%%

//! Service wiring and lifecycle.
//!
//! # Responsibility
//! - Build collaborators from configuration.
//! - Start consumers and the cleanup loop and hand back one owning handle.
//!
//! # Invariants
//! - The authority topic is registered before any consumer starts.
//! - With the in-memory authority every stored document is granted again
//!   before consumers or the cleanup loop start.
//! - `ServiceHandle::shutdown` joins every task before closing the command log.

use crate::authority::{
    AuthorityError, HttpPermissionAuthority, InMemoryAuthority, PermissionAuthority,
};
use crate::config::ServiceConfig;
use crate::db::{open_db, open_db_in_memory, DbError};
use crate::lifecycle::{shutdown_channel, ShutdownSignal, ShutdownTrigger};
use crate::repo::process_repo::{ProcessRepository, RepoError, SqliteProcessRepository};
use crate::service::backfill::run_permission_backfill;
use crate::service::materializer::Materializer;
use crate::service::process_control::{ControlError, ProcessController};
use crate::service::reconciler::Reconciler;
use crate::source::consumer::{CommandConsumer, ConsumerExit, FatalHandler};
use crate::source::listener::build_listeners;
use crate::source::log::{CommandLog, LogError};
use crate::source::open_command_log;
use crate::source::producer::CommandProducer;
use log::{error, info};
use std::error::Error;
use std::fmt::{Display, Formatter};
use std::sync::Arc;
use tokio::task::JoinHandle;

const IN_MEMORY_DATABASE: &str = ":memory:";

#[derive(Debug)]
pub enum StartError {
    Db(DbError),
    Repo(RepoError),
    Authority(AuthorityError),
    Log(LogError),
    Control(ControlError),
}

impl Display for StartError {
    fn fmt(&self, f: &mut Formatter<'_>) -> std::fmt::Result {
        match self {
            Self::Db(err) => write!(f, "unable to open document store: {err}"),
            Self::Repo(err) => write!(f, "unable to prepare document store: {err}"),
            Self::Authority(err) => write!(f, "unable to set up permission authority: {err}"),
            Self::Log(err) => write!(f, "unable to open command log: {err}"),
            Self::Control(err) => write!(f, "startup step failed: {err}"),
        }
    }
}

impl Error for StartError {
    fn source(&self) -> Option<&(dyn Error + 'static)> {
        match self {
            Self::Db(err) => Some(err),
            Self::Repo(err) => Some(err),
            Self::Authority(err) => Some(err),
            Self::Log(err) => Some(err),
            Self::Control(err) => Some(err),
        }
    }
}

impl From<DbError> for StartError {
    fn from(value: DbError) -> Self {
        Self::Db(value)
    }
}

impl From<RepoError> for StartError {
    fn from(value: RepoError) -> Self {
        Self::Repo(value)
    }
}

impl From<AuthorityError> for StartError {
    fn from(value: AuthorityError) -> Self {
        Self::Authority(value)
    }
}

impl From<LogError> for StartError {
    fn from(value: LogError) -> Self {
        Self::Log(value)
    }
}

impl From<ControlError> for StartError {
    fn from(value: ControlError) -> Self {
        Self::Control(value)
    }
}

/// Shared collaborators the service runs on.
#[derive(Clone)]
pub struct Collaborators {
    pub repo: Arc<dyn ProcessRepository>,
    pub authority: Arc<dyn PermissionAuthority>,
    pub log: Arc<dyn CommandLog>,
}

impl Collaborators {
    /// Opens the store, the authority client, and the command log named by `config`.
    pub async fn from_config(config: &ServiceConfig) -> Result<Self, StartError> {
        let conn = if config.database_path == IN_MEMORY_DATABASE {
            open_db_in_memory()?
        } else {
            open_db(&config.database_path)?
        };
        let repo: Arc<dyn ProcessRepository> = Arc::new(SqliteProcessRepository::try_new(conn)?);
        let authority: Arc<dyn PermissionAuthority> = if config.uses_local_authority() {
            info!("event=authority_init module=runtime status=ok backend=memory");
            Arc::new(InMemoryAuthority::new())
        } else {
            info!(
                "event=authority_init module=runtime status=ok backend=http url={}",
                config.permissions_url
            );
            Arc::new(HttpPermissionAuthority::new(
                &config.permissions_url,
                config.permissions_admin_token.clone(),
                config.authority_timeout(),
            )?)
        };
        let log = open_command_log(config).await?;
        Ok(Self {
            repo,
            authority,
            log,
        })
    }
}

/// Owns every background task of a running service.
pub struct ServiceHandle {
    controller: Arc<ProcessController>,
    reconciler: Arc<Reconciler>,
    log: Arc<dyn CommandLog>,
    trigger: ShutdownTrigger,
    consumers: Vec<JoinHandle<ConsumerExit>>,
    cleanup: Option<JoinHandle<()>>,
}

/// Registers the topic, runs the optional backfill, and spawns consumers and
/// the cleanup loop.
pub async fn start(
    config: &ServiceConfig,
    collaborators: Collaborators,
    fatal: FatalHandler,
) -> Result<ServiceHandle, StartError> {
    let Collaborators {
        repo,
        authority,
        log,
    } = collaborators;
    let topic = config.process_topic.as_str();
    let materializer = Materializer::new(repo);
    let producer = CommandProducer::new(Arc::clone(&log), topic, config.debug);
    let controller = Arc::new(ProcessController::new(
        materializer.clone(),
        Arc::clone(&authority),
        producer,
    ));

    controller.register_topic().await?;
    // The in-memory authority starts empty, so stored documents need their
    // grants back before the first cleanup pass diffs against it.
    if config.run_startup_migration || config.uses_local_authority() {
        let report = run_permission_backfill(&materializer, authority.as_ref(), topic).await?;
        info!(
            "event=startup_backfill module=runtime status=ok local_authority={} granted={}",
            config.uses_local_authority(),
            report.granted
        );
    }

    let (trigger, signal) = shutdown_channel();
    let consumers = build_listeners(topic, Arc::clone(&controller))
        .into_iter()
        .map(|listener| {
            CommandConsumer::new(
                listener,
                config.group_id.as_str(),
                config.retry_policy(),
                Arc::clone(&fatal),
            )
            .with_debug(config.debug)
            .spawn(Arc::clone(&log), signal.clone())
        })
        .collect::<Vec<_>>();

    let reconciler = Arc::new(
        Reconciler::new(materializer, authority, topic)
            .with_grace(config.cleanup_grace())
            .with_page_size(config.cleanup_page_size),
    );
    let cleanup = config
        .cleanup_interval()
        .map(|interval| Arc::clone(&reconciler).spawn_loop(interval, signal.clone()));

    info!(
        "event=service_start module=runtime status=ok topic={} group={} consumers={} cleanup={}",
        topic,
        config.group_id,
        consumers.len(),
        cleanup.is_some()
    );
    Ok(ServiceHandle {
        controller,
        reconciler,
        log,
        trigger,
        consumers,
        cleanup,
    })
}

impl ServiceHandle {
    pub fn controller(&self) -> &Arc<ProcessController> {
        &self.controller
    }

    pub fn reconciler(&self) -> &Arc<Reconciler> {
        &self.reconciler
    }

    pub fn shutdown_signal(&self) -> ShutdownSignal {
        self.trigger.signal()
    }

    /// Signals shutdown, joins all tasks, then closes the command log.
    ///
    /// Returns the exit state of every consumer.
    pub async fn shutdown(self) -> Vec<ConsumerExit> {
        info!("event=service_stop module=runtime status=start");
        self.trigger.trigger();
        let mut exits = Vec::with_capacity(self.consumers.len());
        for consumer in self.consumers {
            match consumer.await {
                Ok(exit) => exits.push(exit),
                Err(err) => error!(
                    "event=service_stop module=runtime status=error task=consumer error={}",
                    err
                ),
            }
        }
        if let Some(cleanup) = self.cleanup {
            if let Err(err) = cleanup.await {
                error!(
                    "event=service_stop module=runtime status=error task=cleanup error={}",
                    err
                );
            }
        }
        if let Err(err) = self.log.close().await {
            error!(
                "event=service_stop module=runtime status=error task=log_close error={}",
                err
            );
        }
        info!("event=service_stop module=runtime status=ok");
        exits
    }
}

/// Fatal handler used by the binary: flush logs and exit non-zero.
pub fn exit_process_on_fatal() -> FatalHandler {
    Arc::new(|failure| {
        error!(
            "event=fatal_exit module=runtime status=error error={}",
            failure
        );
        log::logger().flush();
        std::process::exit(1);
    })
}
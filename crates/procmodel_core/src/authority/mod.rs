//! Permission authority client contract.
//!
//! # Responsibility
//! - Define the narrow capability set the core consumes from the external
//!   permission authority.
//! - Provide the paging helper the reconciler uses to read the full resource set.
//!
//! # Invariants
//! - User-scope calls carry the caller's credential; admin-scope calls use the
//!   client's own internal credential.
//! - `remove_resource` on an unknown id succeeds.

use crate::model::caller::Caller;
use crate::model::permission::{PageOptions, Permission, ResourcePermissions, TopicRegistration};
use async_trait::async_trait;
use std::collections::{BTreeMap, BTreeSet};
use std::error::Error;
use std::fmt::{Display, Formatter};

pub mod http;
pub mod memory;

pub use http::HttpPermissionAuthority;
pub use memory::InMemoryAuthority;

pub type AuthorityResult<T> = Result<T, AuthorityError>;

/// Failure talking to the permission authority.
#[derive(Debug)]
pub enum AuthorityError {
    Transport(reqwest::Error),
    Status { status: u16, message: String },
    Decode(String),
    InvalidUrl(String),
    UnknownTopic(String),
    Unavailable(String),
}

impl Display for AuthorityError {
    fn fmt(&self, f: &mut Formatter<'_>) -> std::fmt::Result {
        match self {
            Self::Transport(err) => write!(f, "permission authority request failed: {err}"),
            Self::Status { status, message } => {
                write!(f, "permission authority answered {status}: {message}")
            }
            Self::Decode(message) => {
                write!(f, "unable to decode permission authority response: {message}")
            }
            Self::InvalidUrl(message) => write!(f, "invalid permission authority url: {message}"),
            Self::UnknownTopic(topic) => {
                write!(f, "topic `{topic}` is not registered at the permission authority")
            }
            Self::Unavailable(message) => write!(f, "permission authority unavailable: {message}"),
        }
    }
}

impl Error for AuthorityError {
    fn source(&self) -> Option<&(dyn Error + 'static)> {
        match self {
            Self::Transport(err) => Some(err),
            _ => None,
        }
    }
}

impl From<reqwest::Error> for AuthorityError {
    fn from(value: reqwest::Error) -> Self {
        Self::Transport(value)
    }
}

/// Capability set consumed from the permission authority.
#[async_trait]
pub trait PermissionAuthority: Send + Sync {
    /// Registers the resource kind so the authority accepts grant writes for it.
    async fn set_topic(&self, registration: &TopicRegistration) -> AuthorityResult<()>;

    async fn check_permission(
        &self,
        caller: &Caller,
        topic: &str,
        id: &str,
        permission: Permission,
    ) -> AuthorityResult<bool>;

    async fn check_multiple_permissions(
        &self,
        caller: &Caller,
        topic: &str,
        ids: &[String],
        permission: Permission,
    ) -> AuthorityResult<BTreeMap<String, bool>>;

    async fn list_accessible_resource_ids(
        &self,
        caller: &Caller,
        topic: &str,
        page: PageOptions,
        permission: Permission,
    ) -> AuthorityResult<Vec<String>>;

    /// Admin-scope listing of every resource id under `topic`.
    async fn admin_list_resource_ids(
        &self,
        topic: &str,
        page: PageOptions,
    ) -> AuthorityResult<Vec<String>>;

    /// Returns `None` when the authority has no entry for `id`.
    async fn get_resource(
        &self,
        topic: &str,
        id: &str,
    ) -> AuthorityResult<Option<ResourcePermissions>>;

    async fn set_permission(
        &self,
        topic: &str,
        id: &str,
        permissions: &ResourcePermissions,
    ) -> AuthorityResult<()>;

    async fn remove_resource(&self, topic: &str, id: &str) -> AuthorityResult<()>;
}

/// Reads every resource id of `topic`, page by page.
///
/// Stops at the first page shorter than `page_size`. A `page_size` of zero
/// issues a single unpaged request.
pub async fn collect_all_resource_ids(
    authority: &dyn PermissionAuthority,
    topic: &str,
    page_size: u64,
) -> AuthorityResult<BTreeSet<String>> {
    let mut ids = BTreeSet::new();
    let mut page = PageOptions {
        limit: page_size,
        offset: 0,
    };
    loop {
        let batch = authority.admin_list_resource_ids(topic, page).await?;
        let fetched = batch.len() as u64;
        ids.extend(batch);
        if page_size == 0 || fetched < page_size {
            return Ok(ids);
        }
        page.offset += fetched;
    }
}
//! Commands carried through the ordered command log.
//!
//! # Responsibility
//! - Define the write intents produced by the API layer.
//! - Own the JSON wire shape of log records and decode it exactly once.
//!
//! # Invariants
//! - A decoded command always has a non-empty resource id.
//! - For PUT records the record id and the payload id must agree.
//! - `RIGHTS` records are acknowledged and never applied.

use crate::model::process::{ProcessDocument, ProcessId};
use serde::{Deserialize, Serialize};
use std::error::Error;
use std::fmt::{Display, Formatter};

const PUT: &str = "PUT";
const DELETE: &str = "DELETE";
const RIGHTS: &str = "RIGHTS";

/// Write intent for one process resource.
#[derive(Debug, Clone, PartialEq, Eq)]
pub enum Command {
    /// Full replace-upsert of the document.
    Put {
        owner: String,
        document: ProcessDocument,
    },
    /// Removal of the document and its authority resource.
    Delete { id: ProcessId, owner: String },
}

/// Discriminant used for logging and metrics labels.
#[derive(Debug, Clone, Copy, PartialEq, Eq)]
pub enum CommandKind {
    Put,
    Delete,
}

impl CommandKind {
    pub fn as_str(self) -> &'static str {
        match self {
            Self::Put => PUT,
            Self::Delete => DELETE,
        }
    }
}

/// Errors raised while encoding or decoding log records.
#[derive(Debug)]
pub enum CommandCodecError {
    Json(serde_json::Error),
    UnknownCommand(String),
    MissingPayload(ProcessId),
    EmptyId,
    IdMismatch { record_id: String, payload_id: String },
}

impl Display for CommandCodecError {
    fn fmt(&self, f: &mut Formatter<'_>) -> std::fmt::Result {
        match self {
            Self::Json(err) => write!(f, "malformed command record: {err}"),
            Self::UnknownCommand(command) => write!(f, "unable to handle command `{command}`"),
            Self::MissingPayload(id) => write!(f, "PUT command for `{id}` has no process model"),
            Self::EmptyId => write!(f, "command record has no resource id"),
            Self::IdMismatch {
                record_id,
                payload_id,
            } => write!(
                f,
                "command id `{record_id}` does not match process model id `{payload_id}`"
            ),
        }
    }
}

impl Error for CommandCodecError {
    fn source(&self) -> Option<&(dyn Error + 'static)> {
        match self {
            Self::Json(err) => Some(err),
            _ => None,
        }
    }
}

impl From<serde_json::Error> for CommandCodecError {
    fn from(value: serde_json::Error) -> Self {
        Self::Json(value)
    }
}

/// JSON shape of one log record value.
#[derive(Debug, Serialize, Deserialize)]
struct CommandRecord {
    command: String,
    #[serde(default)]
    id: String,
    #[serde(default)]
    owner: String,
    #[serde(default, alias = "payload", skip_serializing_if = "Option::is_none")]
    processmodel: Option<ProcessDocument>,
}

impl Command {
    pub fn put(owner: impl Into<String>, document: ProcessDocument) -> Self {
        Self::Put {
            owner: owner.into(),
            document,
        }
    }

    pub fn delete(id: impl Into<ProcessId>, owner: impl Into<String>) -> Self {
        Self::Delete {
            id: id.into(),
            owner: owner.into(),
        }
    }

    /// Resource id used as the partition key.
    pub fn id(&self) -> &str {
        match self {
            Self::Put { document, .. } => document.id.as_str(),
            Self::Delete { id, .. } => id.as_str(),
        }
    }

    pub fn owner(&self) -> &str {
        match self {
            Self::Put { owner, .. } | Self::Delete { owner, .. } => owner.as_str(),
        }
    }

    pub fn kind(&self) -> CommandKind {
        match self {
            Self::Put { .. } => CommandKind::Put,
            Self::Delete { .. } => CommandKind::Delete,
        }
    }

    /// Serializes the command into its log record value.
    pub fn encode(&self) -> Result<Vec<u8>, CommandCodecError> {
        if self.id().trim().is_empty() {
            return Err(CommandCodecError::EmptyId);
        }
        let record = match self {
            Self::Put { owner, document } => CommandRecord {
                command: PUT.to_string(),
                id: document.id.clone(),
                owner: owner.clone(),
                processmodel: Some(document.clone()),
            },
            Self::Delete { id, owner } => CommandRecord {
                command: DELETE.to_string(),
                id: id.clone(),
                owner: owner.clone(),
                processmodel: None,
            },
        };
        Ok(serde_json::to_vec(&record)?)
    }

    /// Decodes a log record value.
    ///
    /// Returns `Ok(None)` for record kinds that are acknowledged without being
    /// applied.
    pub fn decode(bytes: &[u8]) -> Result<Option<Self>, CommandCodecError> {
        let record: CommandRecord = serde_json::from_slice(bytes)?;
        match record.command.as_str() {
            PUT => {
                let mut document = record
                    .processmodel
                    .ok_or_else(|| CommandCodecError::MissingPayload(record.id.clone()))?;
                if document.id.is_empty() {
                    document.id = record.id.clone();
                } else if !record.id.is_empty() && record.id != document.id {
                    return Err(CommandCodecError::IdMismatch {
                        record_id: record.id,
                        payload_id: document.id,
                    });
                }
                if document.id.trim().is_empty() {
                    return Err(CommandCodecError::EmptyId);
                }
                Ok(Some(Self::Put {
                    owner: record.owner,
                    document,
                }))
            }
            DELETE => {
                if record.id.trim().is_empty() {
                    return Err(CommandCodecError::EmptyId);
                }
                Ok(Some(Self::Delete {
                    id: record.id,
                    owner: record.owner,
                }))
            }
            RIGHTS => Ok(None),
            other => Err(CommandCodecError::UnknownCommand(other.to_string())),
        }
    }
}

%%

**Task instructions**:
Return the count of lines in the entries above that include the word "ServiceHandle", without any added text.

**Answer to the problem**:
5